Example: A system that analyzes both images and descriptive text to perform more accurate image classification is an example of multimodal technology.
Relate
Creating a Pipeline (Compressor + Document Converter)
Using DocumentCompressorPipeline, multiple compressors can be sequentially combined.
You can add BaseDocumentTransformer to the pipeline along with the Compressor, which performs transformations on the document set without performing contextual compression.
For example, TextSplitter can be used as a document transformer to split documents into smaller pieces, while EmbeddingsRedundantFilter can be used to filter out duplicate documents based on the embedding similarity between documents (by default, considering documents with a similarity of 0.95 or higher as duplicates).
Below, we first split the documents into smaller chunks, then remove duplicate documents, and filter based on relevance to the query to create a compressor pipeline."
from langchain.retrievers.document_compressors import DocumentCompressorPipeline
from langchain_community.document_transformers import EmbeddingsRedundantFilter
from langchain_text_splitters import CharacterTextSplitter
# 1. Generate CharacterTextSplitter object that has chunk size of 300 and chunk overlap of 0
splitter = CharacterTextSplitter(chunk_size=300, chunk_overlap=0)
# 2. Generate EmbeddingsRedundantFilter object using embeddings
redundant_filter = EmbeddingsRedundantFilter(embeddings=embeddings)
# 3. Generate EmbeddingsFilter object that has similarity threshold of 0.86
relevant_filter = EmbeddingsFilter(embeddings=embeddings, similarity_threshold=0.86)
# 4. Generate DocumentCompressorPipeline object using splitter, redundant_filter, relevant_filter, and LLMChainExtractor
pipeline_compressor = DocumentCompressorPipeline(
transformers=[
splitter,
redundant_filter,
relevant_filter,
LLMChainExtractor.from_llm(llm),
]
)
While initializing the ContextualCompressionRetriever, we use pipeline_compressor as the base_compressor and retriever as the base_retriever.

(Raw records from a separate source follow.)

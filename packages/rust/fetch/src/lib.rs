//! Fetching the documentation reference page.
//!
//! One GET per run. There is no retry: a transport failure aborts generation, and the
//! user simply re-runs the tool.

use std::time::Duration;

use reqwest::Client;
use tracing::{debug, info, instrument};
use url::Url;

use docbind_shared::{DocbindError, Result, SourceConfig};

/// Maximum number of redirects to follow.
const MAX_REDIRECTS: usize = 5;

/// Default maximum response size (32 MB).
pub const MAX_RESPONSE_SIZE: usize = 32 * 1024 * 1024;

// ---------------------------------------------------------------------------
// Options
// ---------------------------------------------------------------------------

/// Configuration for the fetch.
#[derive(Debug, Clone)]
pub struct FetchOptions {
    /// Request timeout. `None` waits indefinitely.
    pub timeout: Option<Duration>,
    /// User-Agent header.
    pub user_agent: String,
    /// Bodies larger than this are rejected, whether or not the server sent a length.
    pub max_response_bytes: usize,
}

impl Default for FetchOptions {
    fn default() -> Self {
        Self::from(&SourceConfig::default())
    }
}

impl From<&SourceConfig> for FetchOptions {
    fn from(config: &SourceConfig) -> Self {
        Self {
            timeout: config.timeout_secs.map(Duration::from_secs),
            user_agent: config.user_agent.clone(),
            max_response_bytes: MAX_RESPONSE_SIZE,
        }
    }
}

// ---------------------------------------------------------------------------
// Main entry point
// ---------------------------------------------------------------------------

/// Fetch the HTML body at `url`.
///
/// Non-2xx statuses, transport errors, oversized bodies and non-UTF-8 bodies all map
/// to [`DocbindError::Network`].
#[instrument(skip_all, fields(url = %url))]
pub async fn fetch_document(url: &Url, opts: &FetchOptions) -> Result<String> {
    let client = build_client(opts)?;

    info!("fetching reference page");

    let mut response = client
        .get(url.clone())
        .send()
        .await
        .map_err(|e| DocbindError::Network(format!("{url}: {e}")))?;

    let status = response.status();
    if !status.is_success() {
        return Err(DocbindError::Network(format!("{url}: HTTP {status}")));
    }

    let limit = opts.max_response_bytes;
    if let Some(len) = response.content_length() {
        if len > limit as u64 {
            return Err(too_large(url, limit));
        }
    }

    let mut bytes = Vec::new();
    while let Some(chunk) = response
        .chunk()
        .await
        .map_err(|e| DocbindError::Network(format!("{url}: failed to read body: {e}")))?
    {
        if bytes.len() + chunk.len() > limit {
            return Err(too_large(url, limit));
        }
        bytes.extend_from_slice(&chunk);
    }

    let body = String::from_utf8(bytes)
        .map_err(|e| DocbindError::Network(format!("{url}: body is not valid UTF-8: {e}")))?;

    debug!(bytes = body.len(), "reference page fetched");

    Ok(body)
}

// ---------------------------------------------------------------------------
// Helpers
// ---------------------------------------------------------------------------

fn too_large(url: &Url, limit: usize) -> DocbindError {
    DocbindError::Network(format!("{url}: response larger than {limit} bytes"))
}

/// Build a reqwest client with appropriate settings.
fn build_client(opts: &FetchOptions) -> Result<Client> {
    let mut builder = Client::builder()
        .user_agent(opts.user_agent.as_str())
        .redirect(reqwest::redirect::Policy::limited(MAX_REDIRECTS));

    if let Some(timeout) = opts.timeout {
        builder = builder.timeout(timeout);
    }

    builder
        .build()
        .map_err(|e| DocbindError::Network(format!("failed to build HTTP client: {e}")))
}
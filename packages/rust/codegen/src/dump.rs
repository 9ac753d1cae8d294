//! JSON snapshot of the registries.
//!
//! Keys follow struct declaration order, empty text and lists are omitted, and types
//! use the compact notation of [`TypeExpr`](docbind_shared::TypeExpr). The output is
//! stable for a given registry, which is what makes regeneration byte-identical.

use serde::Serialize;
use serde::de::DeserializeOwned;

use docbind_shared::{DataTypeEntry, DocbindError, OperationEntry, Result};

/// Pretty-printed JSON with a trailing newline.
pub fn render_dump<T: Serialize>(entries: &[T]) -> Result<String> {
    let mut json = serde_json::to_string_pretty(entries)?;
    json.push('\n');
    Ok(json)
}

/// Parse a data-type dump.
pub fn parse_types(json: &str) -> Result<Vec<DataTypeEntry>> {
    parse_dump(json, "types")
}

/// Parse an operation dump.
pub fn parse_operations(json: &str) -> Result<Vec<OperationEntry>> {
    parse_dump(json, "operations")
}

fn parse_dump<T: DeserializeOwned>(json: &str, what: &str) -> Result<Vec<T>> {
    serde_json::from_str(json)
        .map_err(|e| DocbindError::validation(format!("invalid {what} dump: {e}")))
}

#[cfg(test)]
mod tests {
    use super::*;
    use docbind_shared::{FieldSpec, Scalar, TypeExpr};

    fn user() -> DataTypeEntry {
        DataTypeEntry {
            name: "User".into(),
            description: "A <b>user</b> — or bot.".into(),
            additional_notes: String::new(),
            fields: vec![FieldSpec {
                name: "id".into(),
                ty: TypeExpr::Scalar(Scalar::Int64),
                optional: false,
                description: String::new(),
            }],
        }
    }

    #[test]
    fn dump_layout() {
        let json = render_dump(&[user()]).unwrap();
        assert!(json.ends_with("]\n"));
        assert!(json.contains(r#""type": "int64""#));
        assert!(!json.contains("additional_notes"));
        // Only the field's empty description is omitted, the entry's is kept.
        assert_eq!(json.matches("description").count(), 1);

        let name_at = json.find(r#""name": "User""#).unwrap();
        let desc_at = json.find(r#""description""#).unwrap();
        assert!(name_at < desc_at);
    }

    #[test]
    fn characters_are_not_escaped() {
        let json = render_dump(&[user()]).unwrap();
        assert!(json.contains("A <b>user</b> — or bot."));
    }

    #[test]
    fn dump_parses_back() {
        let json = render_dump(&[user()]).unwrap();
        assert_eq!(parse_types(&json).unwrap(), vec![user()]);
    }

    #[test]
    fn malformed_dump_is_a_validation_error() {
        let err = parse_operations(r#"[{"name": "getMe", "return_type": "not a type"}]"#).unwrap_err();
        assert!(matches!(err, DocbindError::Validation { .. }));
        assert!(err.to_string().contains("operations dump"));
    }
}
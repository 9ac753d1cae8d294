//! Type-cell normalization: the documentation's type vocabulary ("Integer",
//! "Array of X", "X or Y") mapped onto [`TypeExpr`].

use std::sync::LazyLock;

use docbind_html::{DomNode, Selector};
use docbind_shared::{DocbindError, Result, Scalar, TypeExpr};

static LINK: LazyLock<Selector> = LazyLock::new(|| Selector::parse("a").expect("valid selector"));

const ARRAY_PREFIX: &str = "array of ";
const UNION_SEPARATOR: &str = " or ";

/// Normalize the type cell of the field/parameter `name`.
///
/// References are left unresolved; the caller checks them against the registry once
/// every data type is known.
pub fn normalize_type_cell(cell: DomNode<'_>, name: &str) -> Result<TypeExpr> {
    let text = cell.inner_text();
    let links: Vec<String> = cell
        .select_all(std::slice::from_ref(&*LINK))
        .iter()
        .map(|a| a.inner_text().trim().to_string())
        .filter(|t| !t.is_empty())
        .collect();

    let (depth, rest) = strip_array_prefixes(text.trim());

    let base = if links.len() > 1 {
        union(links.iter().map(String::as_str), name)?
    } else if rest.contains(UNION_SEPARATOR) {
        union(rest.split(UNION_SEPARATOR), name)?
    } else if let Some(link) = links.first() {
        canonical_type(link, Some(name))?
    } else {
        canonical_type(rest, Some(name))?
    };

    Ok(TypeExpr::array_of(base, depth))
}

/// Normalize free type text (no markup), e.g. `"Array of Integer"`.
pub fn normalize_type_text(text: &str, name: &str) -> Result<TypeExpr> {
    let (depth, rest) = strip_array_prefixes(text.trim());
    let base = if rest.contains(UNION_SEPARATOR) {
        union(rest.split(UNION_SEPARATOR), name)?
    } else {
        canonical_type(rest, Some(name))?
    };
    Ok(TypeExpr::array_of(base, depth))
}

/// Map one type token through the canonical table.
///
/// `integer` widens to `int64` when `name` is `id` or contains `_id`. Capitalized
/// unknown tokens become references; anything else is a parse error.
pub fn canonical_type(token: &str, name: Option<&str>) -> Result<TypeExpr> {
    let token = token.trim().trim_matches('*').trim();

    let scalar = match token.to_lowercase().as_str() {
        "integer" => {
            if name.is_some_and(is_identifier_name) {
                Scalar::Int64
            } else {
                Scalar::Int
            }
        }
        "int" => Scalar::Int,
        "int64" => Scalar::Int64,
        "boolean" | "bool" | "true" => Scalar::Bool,
        "float" | "float number" => Scalar::Float,
        "string" => Scalar::String,
        "array" => {
            return Err(DocbindError::parse(format!(
                "type token '{token}' is a bare array without element type"
            )));
        }
        _ if is_type_name(token) => return Ok(TypeExpr::Reference(token.to_string())),
        _ => {
            return Err(DocbindError::parse(format!("unknown type token '{token}'")));
        }
    };

    Ok(TypeExpr::Scalar(scalar))
}

fn union<'t>(members: impl Iterator<Item = &'t str>, name: &str) -> Result<TypeExpr> {
    members
        .map(|member| canonical_type(member, Some(name)))
        .collect::<Result<Vec<_>>>()
        .map(TypeExpr::Union)
}

/// Strip repeated case-insensitive `array of ` prefixes, returning the depth.
fn strip_array_prefixes(mut text: &str) -> (usize, &str) {
    let mut depth = 0;
    while let Some(head) = text.get(..ARRAY_PREFIX.len()) {
        if !head.eq_ignore_ascii_case(ARRAY_PREFIX) {
            break;
        }
        text = text[ARRAY_PREFIX.len()..].trim_start();
        depth += 1;
    }
    (depth, text)
}

fn is_identifier_name(name: &str) -> bool {
    name == "id" || name.contains("_id")
}

fn is_type_name(token: &str) -> bool {
    token.starts_with(|c: char| c.is_ascii_uppercase()) && token.chars().all(char::is_alphanumeric)
}
//! Application configuration for docbind.
//!
//! User config lives at `~/.docbind/docbind.toml`.
//! CLI flags override config file values, which override defaults.

use std::path::{Path, PathBuf};

use serde::{Deserialize, Serialize};

use crate::error::{DocbindError, Result};

/// Default configuration file name.
const CONFIG_FILE_NAME: &str = "docbind.toml";

/// Default config directory name under the user's home.
const CONFIG_DIR_NAME: &str = ".docbind";

// ---------------------------------------------------------------------------
// Config structs (matching docbind.toml schema)
// ---------------------------------------------------------------------------

/// Top-level application config, deserialized from TOML.
#[derive(Debug, Clone, Default, Serialize, Deserialize)]
pub struct AppConfig {
    /// Where the reference page comes from.
    #[serde(default)]
    pub source: SourceConfig,

    /// Selectors used to segment the page.
    #[serde(default)]
    pub scrape: ScrapeConfig,

    /// Output file names and generated-code knobs.
    #[serde(default)]
    pub output: OutputConfig,
}

/// `[source]` section.
#[derive(Debug, Clone, Serialize, Deserialize)]
pub struct SourceConfig {
    /// Versioned documentation URL.
    #[serde(default = "default_url")]
    pub url: String,

    /// Request timeout. Unset means the fetch waits indefinitely.
    #[serde(default, skip_serializing_if = "Option::is_none")]
    pub timeout_secs: Option<u64>,

    /// User-Agent header sent with the fetch.
    #[serde(default = "default_user_agent")]
    pub user_agent: String,
}

impl Default for SourceConfig {
    fn default() -> Self {
        Self {
            url: default_url(),
            timeout_secs: None,
            user_agent: default_user_agent(),
        }
    }
}

fn default_url() -> String {
    "https://core.telegram.org/bots/api".into()
}
fn default_user_agent() -> String {
    concat!("docbind/", env!("CARGO_PKG_VERSION")).into()
}

/// `[scrape]` section.
#[derive(Debug, Clone, Serialize, Deserialize)]
pub struct ScrapeConfig {
    /// Tag of the section headings.
    #[serde(default = "default_heading_selector")]
    pub heading_selector: String,

    /// Anchor element a heading must contain to start an entry.
    #[serde(default = "default_anchor_selector")]
    pub anchor_selector: String,

    /// Container searched for headings.
    #[serde(default = "default_content_selector")]
    pub content_selector: String,
}

impl Default for ScrapeConfig {
    fn default() -> Self {
        Self {
            heading_selector: default_heading_selector(),
            anchor_selector: default_anchor_selector(),
            content_selector: default_content_selector(),
        }
    }
}

fn default_heading_selector() -> String {
    "h4".into()
}
fn default_anchor_selector() -> String {
    "a.anchor".into()
}
fn default_content_selector() -> String {
    "body".into()
}

/// `[output]` section.
#[derive(Debug, Clone, Serialize, Deserialize)]
pub struct OutputConfig {
    /// Directory all artifacts are written to.
    #[serde(default = "default_output_dir")]
    pub dir: String,

    /// Data-type registry dump.
    #[serde(default = "default_types_dump")]
    pub types_dump: String,

    /// Operation registry dump.
    #[serde(default = "default_operations_dump")]
    pub operations_dump: String,

    /// Generated data-model source.
    #[serde(default = "default_models_file")]
    pub models_file: String,

    /// Generated operation-binding source.
    #[serde(default = "default_bindings_file")]
    pub bindings_file: String,

    /// Provenance manifest.
    #[serde(default = "default_manifest_file")]
    pub manifest_file: String,

    /// Type the generated bindings are implemented on.
    #[serde(default = "default_client_type")]
    pub client_type: String,

    /// Error type returned by the transport primitive.
    #[serde(default = "default_error_type")]
    pub error_type: String,

    /// Module path the client and error types are imported from.
    #[serde(default = "default_transport_path")]
    pub transport_path: String,

    /// Module path the bindings import the generated models from.
    #[serde(default = "default_models_path")]
    pub models_path: String,
}

impl Default for OutputConfig {
    fn default() -> Self {
        Self {
            dir: default_output_dir(),
            types_dump: default_types_dump(),
            operations_dump: default_operations_dump(),
            models_file: default_models_file(),
            bindings_file: default_bindings_file(),
            manifest_file: default_manifest_file(),
            client_type: default_client_type(),
            error_type: default_error_type(),
            transport_path: default_transport_path(),
            models_path: default_models_path(),
        }
    }
}

fn default_output_dir() -> String {
    "generated".into()
}
fn default_types_dump() -> String {
    "types.json".into()
}
fn default_operations_dump() -> String {
    "operations.json".into()
}
fn default_models_file() -> String {
    "models.rs".into()
}
fn default_bindings_file() -> String {
    "bindings.rs".into()
}
fn default_manifest_file() -> String {
    "manifest.json".into()
}
fn default_client_type() -> String {
    "Client".into()
}
fn default_error_type() -> String {
    "ApiError".into()
}
fn default_transport_path() -> String {
    "super".into()
}
fn default_models_path() -> String {
    "super::models".into()
}

// ---------------------------------------------------------------------------
// Config loading
// ---------------------------------------------------------------------------

/// Get the path to the config directory (`~/.docbind/`).
pub fn config_dir() -> Result<PathBuf> {
    let home =
        dirs::home_dir().ok_or_else(|| DocbindError::config("could not determine home directory"))?;
    Ok(home.join(CONFIG_DIR_NAME))
}

/// Get the path to the config file (`~/.docbind/docbind.toml`).
pub fn config_file_path() -> Result<PathBuf> {
    Ok(config_dir()?.join(CONFIG_FILE_NAME))
}

/// Load the application config from disk. Returns defaults if the file does not exist.
pub fn load_config() -> Result<AppConfig> {
    let path = config_file_path()?;

    if !path.exists() {
        tracing::debug!(?path, "config file not found, using defaults");
        return Ok(AppConfig::default());
    }

    load_config_from(&path)
}

/// Load the application config from a specific file path.
pub fn load_config_from(path: &Path) -> Result<AppConfig> {
    let content = std::fs::read_to_string(path).map_err(|e| DocbindError::io(path, e))?;

    toml::from_str(&content)
        .map_err(|e| DocbindError::config(format!("failed to parse {}: {e}", path.display())))
}

/// Create the config directory and write a default config file.
/// Returns the path to the created file.
pub fn init_config() -> Result<PathBuf> {
    let dir = config_dir()?;
    std::fs::create_dir_all(&dir).map_err(|e| DocbindError::io(&dir, e))?;

    let path = dir.join(CONFIG_FILE_NAME);
    let config = AppConfig::default();
    let content =
        toml::to_string_pretty(&config).map_err(|e| DocbindError::config(e.to_string()))?;

    std::fs::write(&path, content).map_err(|e| DocbindError::io(&path, e))?;
    tracing::info!(?path, "created default config file");

    Ok(path)
}

/// Reject configs whose source URL is not absolute http(s).
pub fn validate_source(config: &SourceConfig) -> Result<url::Url> {
    let parsed = url::Url::parse(&config.url)
        .map_err(|e| DocbindError::config(format!("invalid source url '{}': {e}", config.url)))?;

    match parsed.scheme() {
        "http" | "https" => Ok(parsed),
        other => Err(DocbindError::config(format!(
            "unsupported scheme '{other}' in source url '{}'",
            config.url
        ))),
    }
}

# 5. Use pipeline_compressor as the base_compressor and retriever as the base_retriever to initialize ContextualCompressionRetriever
compression_retriever = ContextualCompressionRetriever(
base_compressor=pipeline_compressor,
base_retriever=retriever,
)
# 6. Query the compression retriever to find relevant documents
compressed_docs = compression_retriever.invoke(
"What is the definition of Multimodal?"
)
# 7. Print the relevant documents
pretty_print_docs(compressed_docs)
document 1:
Multimodal refers to the technology that combines multiple types of data modes (e.g., text, images, sound) to process and extract richer and more accurate information or predictions.